Each record below should be written out again exactly as given.

• _The data_:

---------------

//! Mass-storage device discovery
//!
//! Walks the host's attached devices, applies the configured VID:PID filter,
//! and builds one uninitialized [`Session`] per matched interface. A device
//! exposing several mass-storage functions yields several sessions.

use crate::usb::backend::{UsbHost, UsbHostError};
use crate::usb::matcher::match_interface;
use crate::usb::session::Session;
use tracing::{debug, info};

/// VID:PID allow-list for discovery
///
/// Filters use the format `"0xVID:0xPID"` where either side may be `"*"`.
/// An empty list allows every device. Patterns are validated by the config
/// loader; a malformed pattern matches nothing.
#[derive(Debug, Clone, Default)]
pub struct DeviceFilter {
    filters: Vec<String>,
}

impl DeviceFilter {
    /// Create a filter from a list of VID:PID patterns
    pub fn new(filters: Vec<String>) -> Self {
        Self { filters }
    }

    /// Create a filter that allows every device
    pub fn allow_all() -> Self {
        Self {
            filters: Vec::new(),
        }
    }

    /// Check if a VID/PID pair is allowed by the filters
    pub fn matches(&self, vid: u16, pid: u16) -> bool {
        // If no filters are defined, all devices are allowed
        if self.filters.is_empty() {
            return true;
        }

        for filter in &self.filters {
            let parts: Vec<&str> = filter.split(':').collect();
            if parts.len() != 2 {
                continue;
            }

            let filter_vid_str = parts[0];
            let filter_pid_str = parts[1];

            let vid_match = if filter_vid_str == "*" {
                true
            } else {
                u16::from_str_radix(filter_vid_str.trim_start_matches("0x"), 16)
                    .map(|v| v == vid)
                    .unwrap_or(false)
            };

            if !vid_match {
                continue;
            }

            let pid_match = if filter_pid_str == "*" {
                true
            } else {
                u16::from_str_radix(filter_pid_str.trim_start_matches("0x"), 16)
                    .map(|p| p == pid)
                    .unwrap_or(false)
            };

            if pid_match {
                return true;
            }
        }

        false
    }
}

/// Discover mass-storage devices attached to the host
///
/// Returns one uninitialized session per matched interface, in the order the
/// host enumerates devices. Devices rejected by the filter and interfaces
/// that fail the mass-storage match are skipped silently at this level;
/// only backend enumeration failures surface as errors.
pub fn discover(host: &dyn UsbHost, filter: &DeviceFilter) -> Result<Vec<Session>, UsbHostError> {
    let discovered = host.devices()?;
    let mut sessions = Vec::new();

    for entry in discovered {
        if !filter.matches(entry.device.vendor_id, entry.device.product_id) {
            debug!("Device {} filtered out", entry.device);
            continue;
        }

        for interface in &entry.interfaces {
            if let Some(endpoints) = match_interface(interface) {
                info!(
                    "Found mass-storage device {} (interface {})",
                    entry.device, interface.number
                );
                sessions.push(Session::new(
                    entry.device.clone(),
                    interface.clone(),
                    endpoints,
                ));
            }
        }
    }

    debug!("Discovery produced {} sessions", sessions.len());
    Ok(sessions)
}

---------------

• _Completed task_:
//! Mass-storage device discovery
//!
//! Walks the host's attached devices, applies the configured VID:PID filter,
//! and builds one uninitialized [`Session`] per matched interface. A device
//! exposing several mass-storage functions yields several sessions.

use crate::usb::backend::{UsbHost, UsbHostError};
use crate::usb::matcher::match_interface;
use crate::usb::session::Session;
use tracing::{debug, info};

/// VID:PID allow-list for discovery
///
/// Filters use the format `"0xVID:0xPID"` where either side may be `"*"`.
/// An empty list allows every device. Patterns are validated by the config
/// loader; a malformed pattern matches nothing.
#[derive(Debug, Clone, Default)]
pub struct DeviceFilter {
    filters: Vec<String>,
}

impl DeviceFilter {
    /// Create a filter from a list of VID:PID patterns
    pub fn new(filters: Vec<String>) -> Self {
        Self { filters }
    }

    /// Create a filter that allows every device
    pub fn allow_all() -> Self {
        Self {
            filters: Vec::new(),
        }
    }

    /// Check if a VID/PID pair is allowed by the filters
    pub fn matches(&self, vid: u16, pid: u16) -> bool {
        // If no filters are defined, all devices are allowed
        if self.filters.is_empty() {
            return true;
        }

        for filter in &self.filters {
            let parts: Vec<&str> = filter.split(':').collect();
            if parts.len() != 2 {
                continue;
            }

            let filter_vid_str = parts[0];
            let filter_pid_str = parts[1];

            let vid_match = if filter_vid_str == "*" {
                true
            } else {
                u16::from_str_radix(filter_vid_str.trim_start_matches("0x"), 16)
                    .map(|v| v == vid)
                    .unwrap_or(false)
            };

            if !vid_match {
                continue;
            }

            let pid_match = if filter_pid_str == "*" {
                true
            } else {
                u16::from_str_radix(filter_pid_str.trim_start_matches("0x"), 16)
                    .map(|p| p == pid)
                    .unwrap_or(false)
            };

            if pid_match {
                return true;
            }
        }

        false
    }
}

/// Discover mass-storage devices attached to the host
///
/// Returns one uninitialized session per matched interface, in the order the
/// host enumerates devices. Devices rejected by the filter and interfaces
/// that fail the mass-storage match are skipped silently at this level;
/// only backend enumeration failures surface as errors.
pub fn discover(host: &dyn UsbHost, filter: &DeviceFilter) -> Result<Vec<Session>, UsbHostError> {
    let discovered = host.devices()?;
    let mut sessions = Vec::new();

    for entry in discovered {
        if !filter.matches(entry.device.vendor_id, entry.device.product_id) {
            debug!("Device {} filtered out", entry.device);
            continue;
        }

        for interface in &entry.interfaces {
            if let Some(endpoints) = match_interface(interface) {
                info!(
                    "Found mass-storage device {} (interface {})",
                    entry.device, interface.number
                );
                sessions.push(Session::new(
                    entry.device.clone(),
                    interface.clone(),
                    endpoints,
                ));
            }
        }
    }

    debug!("Discovery produced {} sessions", sessions.len());
    Ok(sessions)
}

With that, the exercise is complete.